### RECORDS FOR THE EXERCISE ###

//! In-call controls

use std::fmt;

/// Something the caller can do during a call
#[derive(Debug, Clone, Copy, PartialEq, Eq)]
pub enum CallControl {
    /// Flip the microphone mute
    ToggleMute,
    /// Cut the assistant off
    StopSpeaking,
    PauseSpeech,
    ResumeSpeech,
    HangUp,
}

impl CallControl {
    /// Every control, in help order
    pub const ALL: [Self; 5] = [
        Self::ToggleMute,
        Self::StopSpeaking,
        Self::PauseSpeech,
        Self::ResumeSpeech,
        Self::HangUp,
    ];

    /// Parse a typed command: a single key or the full word
    #[must_use]
    pub fn parse(input: &str) -> Option<Self> {
        match input.trim().to_ascii_lowercase().as_str() {
            "m" | "mute" | "unmute" => Some(Self::ToggleMute),
            "s" | "stop" => Some(Self::StopSpeaking),
            "p" | "pause" => Some(Self::PauseSpeech),
            "r" | "resume" => Some(Self::ResumeSpeech),
            "q" | "quit" | "hangup" => Some(Self::HangUp),
            _ => None,
        }
    }

    #[must_use]
    pub const fn key(self) -> char {
        match self {
            Self::ToggleMute => 'm',
            Self::StopSpeaking => 's',
            Self::PauseSpeech => 'p',
            Self::ResumeSpeech => 'r',
            Self::HangUp => 'q',
        }
    }

    #[must_use]
    pub const fn description(self) -> &'static str {
        match self {
            Self::ToggleMute => "mute or unmute the microphone",
            Self::StopSpeaking => "stop the assistant speaking",
            Self::PauseSpeech => "pause the assistant",
            Self::ResumeSpeech => "resume the assistant",
            Self::HangUp => "hang up",
        }
    }
}

impl fmt::Display for CallControl {
    fn fmt(&self, f: &mut fmt::Formatter<'_>) -> fmt::Result {
        write!(f, "{}  {}", self.key(), self.description())
    }
}

#[cfg(test)]
mod tests {
    use super::*;

    #[test]
    fn keys_and_words_parse() {
        assert_eq!(CallControl::parse("m"), Some(CallControl::ToggleMute));
        assert_eq!(CallControl::parse(" Mute\n"), Some(CallControl::ToggleMute));
        assert_eq!(CallControl::parse("s"), Some(CallControl::StopSpeaking));
        assert_eq!(CallControl::parse("PAUSE"), Some(CallControl::PauseSpeech));
        assert_eq!(CallControl::parse("r"), Some(CallControl::ResumeSpeech));
        assert_eq!(CallControl::parse("quit"), Some(CallControl::HangUp));
    }

    #[test]
    fn unknown_input_is_rejected() {
        assert_eq!(CallControl::parse(""), None);
        assert_eq!(CallControl::parse("latte"), None);
    }

    #[test]
    fn every_key_parses_back() {
        for control in CallControl::ALL {
            assert_eq!(
                CallControl::parse(&control.key().to_string()),
                Some(control)
            );
        }
        assert_eq!(CallControl::HangUp.to_string(), "q  hang up");
    }
}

###

→ **ACTIVITY**
Please give the material above once more, unchanged.

→ **RESULT**
//! In-call controls

use std::fmt;

/// Something the caller can do during a call
#[derive(Debug, Clone, Copy, PartialEq, Eq)]
pub enum CallControl {
    /// Flip the microphone mute
    ToggleMute,
    /// Cut the assistant off
    StopSpeaking,
    PauseSpeech,
    ResumeSpeech,
    HangUp,
}

impl CallControl {
    /// Every control, in help order
    pub const ALL: [Self; 5] = [
        Self::ToggleMute,
        Self::StopSpeaking,
        Self::PauseSpeech,
        Self::ResumeSpeech,
        Self::HangUp,
    ];

    /// Parse a typed command: a single key or the full word
    #[must_use]
    pub fn parse(input: &str) -> Option<Self> {
        match input.trim().to_ascii_lowercase().as_str() {
            "m" | "mute" | "unmute" => Some(Self::ToggleMute),
            "s" | "stop" => Some(Self::StopSpeaking),
            "p" | "pause" => Some(Self::PauseSpeech),
            "r" | "resume" => Some(Self::ResumeSpeech),
            "q" | "quit" | "hangup" => Some(Self::HangUp),
            _ => None,
        }
    }

    #[must_use]
    pub const fn key(self) -> char {
        match self {
            Self::ToggleMute => 'm',
            Self::StopSpeaking => 's',
            Self::PauseSpeech => 'p',
            Self::ResumeSpeech => 'r',
            Self::HangUp => 'q',
        }
    }

    #[must_use]
    pub const fn description(self) -> &'static str {
        match self {
            Self::ToggleMute => "mute or unmute the microphone",
            Self::StopSpeaking => "stop the assistant speaking",
            Self::PauseSpeech => "pause the assistant",
            Self::ResumeSpeech => "resume the assistant",
            Self::HangUp => "hang up",
        }
    }
}

impl fmt::Display for CallControl {
    fn fmt(&self, f: &mut fmt::Formatter<'_>) -> fmt::Result {
        write!(f, "{}  {}", self.key(), self.description())
    }
}

#[cfg(test)]
mod tests {
    use super::*;

    #[test]
    fn keys_and_words_parse() {
        assert_eq!(CallControl::parse("m"), Some(CallControl::ToggleMute));
        assert_eq!(CallControl::parse(" Mute\n"), Some(CallControl::ToggleMute));
        assert_eq!(CallControl::parse("s"), Some(CallControl::StopSpeaking));
        assert_eq!(CallControl::parse("PAUSE"), Some(CallControl::PauseSpeech));
        assert_eq!(CallControl::parse("r"), Some(CallControl::ResumeSpeech));
        assert_eq!(CallControl::parse("quit"), Some(CallControl::HangUp));
    }

    #[test]
    fn unknown_input_is_rejected() {
        assert_eq!(CallControl::parse(""), None);
        assert_eq!(CallControl::parse("latte"), None);
    }

    #[test]
    fn every_key_parses_back() {
        for control in CallControl::ALL {
            assert_eq!(
                CallControl::parse(&control.key().to_string()),
                Some(control)
            );
        }
        assert_eq!(CallControl::HangUp.to_string(), "q  hang up");
    }
}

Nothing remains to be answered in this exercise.